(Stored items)
◇ ◇ ◇
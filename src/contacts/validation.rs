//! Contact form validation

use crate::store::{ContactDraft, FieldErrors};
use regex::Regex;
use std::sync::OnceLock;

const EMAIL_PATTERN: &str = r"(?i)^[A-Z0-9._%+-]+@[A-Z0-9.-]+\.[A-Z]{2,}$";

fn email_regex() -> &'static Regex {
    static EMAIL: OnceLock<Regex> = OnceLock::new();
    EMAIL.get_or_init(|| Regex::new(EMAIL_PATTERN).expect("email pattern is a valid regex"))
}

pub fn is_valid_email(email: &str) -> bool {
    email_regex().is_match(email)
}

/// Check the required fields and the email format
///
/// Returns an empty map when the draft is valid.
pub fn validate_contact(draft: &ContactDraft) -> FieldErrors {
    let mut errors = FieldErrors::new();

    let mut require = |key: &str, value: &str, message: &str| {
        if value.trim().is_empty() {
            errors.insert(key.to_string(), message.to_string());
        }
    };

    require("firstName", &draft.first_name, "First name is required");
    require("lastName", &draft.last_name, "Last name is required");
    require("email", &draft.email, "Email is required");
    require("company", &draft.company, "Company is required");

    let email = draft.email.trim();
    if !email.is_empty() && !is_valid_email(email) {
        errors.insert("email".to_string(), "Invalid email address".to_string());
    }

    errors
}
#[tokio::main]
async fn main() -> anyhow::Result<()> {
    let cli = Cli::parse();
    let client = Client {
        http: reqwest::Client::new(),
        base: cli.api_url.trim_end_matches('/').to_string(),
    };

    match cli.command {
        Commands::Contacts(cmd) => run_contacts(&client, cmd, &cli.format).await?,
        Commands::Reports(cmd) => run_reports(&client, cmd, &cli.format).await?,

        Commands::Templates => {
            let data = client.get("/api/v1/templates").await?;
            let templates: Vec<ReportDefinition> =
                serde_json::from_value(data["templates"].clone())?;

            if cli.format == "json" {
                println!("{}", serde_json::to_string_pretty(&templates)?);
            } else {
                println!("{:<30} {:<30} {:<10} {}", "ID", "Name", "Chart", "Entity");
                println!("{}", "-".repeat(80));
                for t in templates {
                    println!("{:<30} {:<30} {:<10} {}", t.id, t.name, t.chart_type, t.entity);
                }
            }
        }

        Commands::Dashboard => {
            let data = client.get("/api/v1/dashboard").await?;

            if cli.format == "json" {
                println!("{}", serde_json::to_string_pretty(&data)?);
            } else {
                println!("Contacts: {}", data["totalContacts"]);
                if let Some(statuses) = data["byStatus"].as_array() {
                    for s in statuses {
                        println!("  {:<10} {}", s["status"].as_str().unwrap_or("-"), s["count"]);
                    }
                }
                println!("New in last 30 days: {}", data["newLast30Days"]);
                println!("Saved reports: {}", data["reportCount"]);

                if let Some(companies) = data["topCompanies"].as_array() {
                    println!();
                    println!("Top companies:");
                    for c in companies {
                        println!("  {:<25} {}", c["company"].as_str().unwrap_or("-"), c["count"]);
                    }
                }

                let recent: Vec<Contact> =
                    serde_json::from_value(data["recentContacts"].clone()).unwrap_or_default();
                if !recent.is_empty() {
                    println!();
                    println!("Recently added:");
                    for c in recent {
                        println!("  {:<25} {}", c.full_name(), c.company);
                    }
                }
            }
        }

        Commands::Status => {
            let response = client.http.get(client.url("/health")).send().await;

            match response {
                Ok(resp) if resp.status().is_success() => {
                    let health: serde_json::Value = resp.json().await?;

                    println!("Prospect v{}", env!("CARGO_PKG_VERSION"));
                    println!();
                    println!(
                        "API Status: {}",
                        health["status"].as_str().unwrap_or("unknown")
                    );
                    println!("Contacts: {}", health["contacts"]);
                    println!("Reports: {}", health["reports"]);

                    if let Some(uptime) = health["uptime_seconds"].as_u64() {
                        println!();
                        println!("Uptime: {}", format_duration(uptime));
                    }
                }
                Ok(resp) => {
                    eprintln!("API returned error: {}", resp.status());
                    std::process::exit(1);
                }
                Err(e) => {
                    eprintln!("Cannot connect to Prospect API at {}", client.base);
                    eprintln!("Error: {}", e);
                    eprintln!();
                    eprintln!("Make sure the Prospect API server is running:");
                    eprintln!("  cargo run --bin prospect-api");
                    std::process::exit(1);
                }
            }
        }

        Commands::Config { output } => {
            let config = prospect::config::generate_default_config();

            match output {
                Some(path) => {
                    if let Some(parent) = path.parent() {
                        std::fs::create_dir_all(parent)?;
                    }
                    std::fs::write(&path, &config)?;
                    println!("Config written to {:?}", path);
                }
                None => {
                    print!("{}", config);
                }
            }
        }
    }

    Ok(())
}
◇ ◇ ◇
Problem description: All entries must be repeated exactly.

Output:
filename src/contacts/validation.rs
//! Contact form validation

use crate::store::{ContactDraft, FieldErrors};
use regex::Regex;
use std::sync::OnceLock;

const EMAIL_PATTERN: &str = r"(?i)^[A-Z0-9._%+-]+@[A-Z0-9.-]+\.[A-Z]{2,}$";

fn email_regex() -> &'static Regex {
    static EMAIL: OnceLock<Regex> = OnceLock::new();
    EMAIL.get_or_init(|| Regex::new(EMAIL_PATTERN).expect("email pattern is a valid regex"))
}

pub fn is_valid_email(email: &str) -> bool {
    email_regex().is_match(email)
}

/// Check the required fields and the email format
///
/// Returns an empty map when the draft is valid.
pub fn validate_contact(draft: &ContactDraft) -> FieldErrors {
    let mut errors = FieldErrors::new();

    let mut require = |key: &str, value: &str, message: &str| {
        if value.trim().is_empty() {
            errors.insert(key.to_string(), message.to_string());
        }
    };

    require("firstName", &draft.first_name, "First name is required");
    require("lastName", &draft.last_name, "Last name is required");
    require("email", &draft.email, "Email is required");
    require("company", &draft.company, "Company is required");

    let email = draft.email.trim();
    if !email.is_empty() && !is_valid_email(email) {
        errors.insert("email".to_string(), "Invalid email address".to_string());
    }

    errors
}
#[tokio::main]
async fn main() -> anyhow::Result<()> {
    let cli = Cli::parse();
    let client = Client {
        http: reqwest::Client::new(),
        base: cli.api_url.trim_end_matches('/').to_string(),
    };

    match cli.command {
        Commands::Contacts(cmd) => run_contacts(&client, cmd, &cli.format).await?,
        Commands::Reports(cmd) => run_reports(&client, cmd, &cli.format).await?,

        Commands::Templates => {
            let data = client.get("/api/v1/templates").await?;
            let templates: Vec<ReportDefinition> =
                serde_json::from_value(data["templates"].clone())?;

            if cli.format == "json" {
                println!("{}", serde_json::to_string_pretty(&templates)?);
            } else {
                println!("{:<30} {:<30} {:<10} {}", "ID", "Name", "Chart", "Entity");
                println!("{}", "-".repeat(80));
                for t in templates {
                    println!("{:<30} {:<30} {:<10} {}", t.id, t.name, t.chart_type, t.entity);
                }
            }
        }

        Commands::Dashboard => {
            let data = client.get("/api/v1/dashboard").await?;

            if cli.format == "json" {
                println!("{}", serde_json::to_string_pretty(&data)?);
            } else {
                println!("Contacts: {}", data["totalContacts"]);
                if let Some(statuses) = data["byStatus"].as_array() {
                    for s in statuses {
                        println!("  {:<10} {}", s["status"].as_str().unwrap_or("-"), s["count"]);
                    }
                }
                println!("New in last 30 days: {}", data["newLast30Days"]);
                println!("Saved reports: {}", data["reportCount"]);

                if let Some(companies) = data["topCompanies"].as_array() {
                    println!();
                    println!("Top companies:");
                    for c in companies {
                        println!("  {:<25} {}", c["company"].as_str().unwrap_or("-"), c["count"]);
                    }
                }

                let recent: Vec<Contact> =
                    serde_json::from_value(data["recentContacts"].clone()).unwrap_or_default();
                if !recent.is_empty() {
                    println!();
                    println!("Recently added:");
                    for c in recent {
                        println!("  {:<25} {}", c.full_name(), c.company);
                    }
                }
            }
        }

        Commands::Status => {
            let response = client.http.get(client.url("/health")).send().await;

            match response {
                Ok(resp) if resp.status().is_success() => {
                    let health: serde_json::Value = resp.json().await?;

                    println!("Prospect v{}", env!("CARGO_PKG_VERSION"));
                    println!();
                    println!(
                        "API Status: {}",
                        health["status"].as_str().unwrap_or("unknown")
                    );
                    println!("Contacts: {}", health["contacts"]);
                    println!("Reports: {}", health["reports"]);

                    if let Some(uptime) = health["uptime_seconds"].as_u64() {
                        println!();
                        println!("Uptime: {}", format_duration(uptime));
                    }
                }
                Ok(resp) => {
                    eprintln!("API returned error: {}", resp.status());
                    std::process::exit(1);
                }
                Err(e) => {
                    eprintln!("Cannot connect to Prospect API at {}", client.base);
                    eprintln!("Error: {}", e);
                    eprintln!();
                    eprintln!("Make sure the Prospect API server is running:");
                    eprintln!("  cargo run --bin prospect-api");
                    std::process::exit(1);
                }
            }
        }

        Commands::Config { output } => {
            let config = prospect::config::generate_default_config();

            match output {
                Some(path) => {
                    if let Some(parent) = path.parent() {
                        std::fs::create_dir_all(parent)?;
                    }
                    std::fs::write(&path, &config)?;
                    println!("Config written to {:?}", path);
                }
                None => {
                    print!("{}", config);
                }
            }
        }
    }

    Ok(())
}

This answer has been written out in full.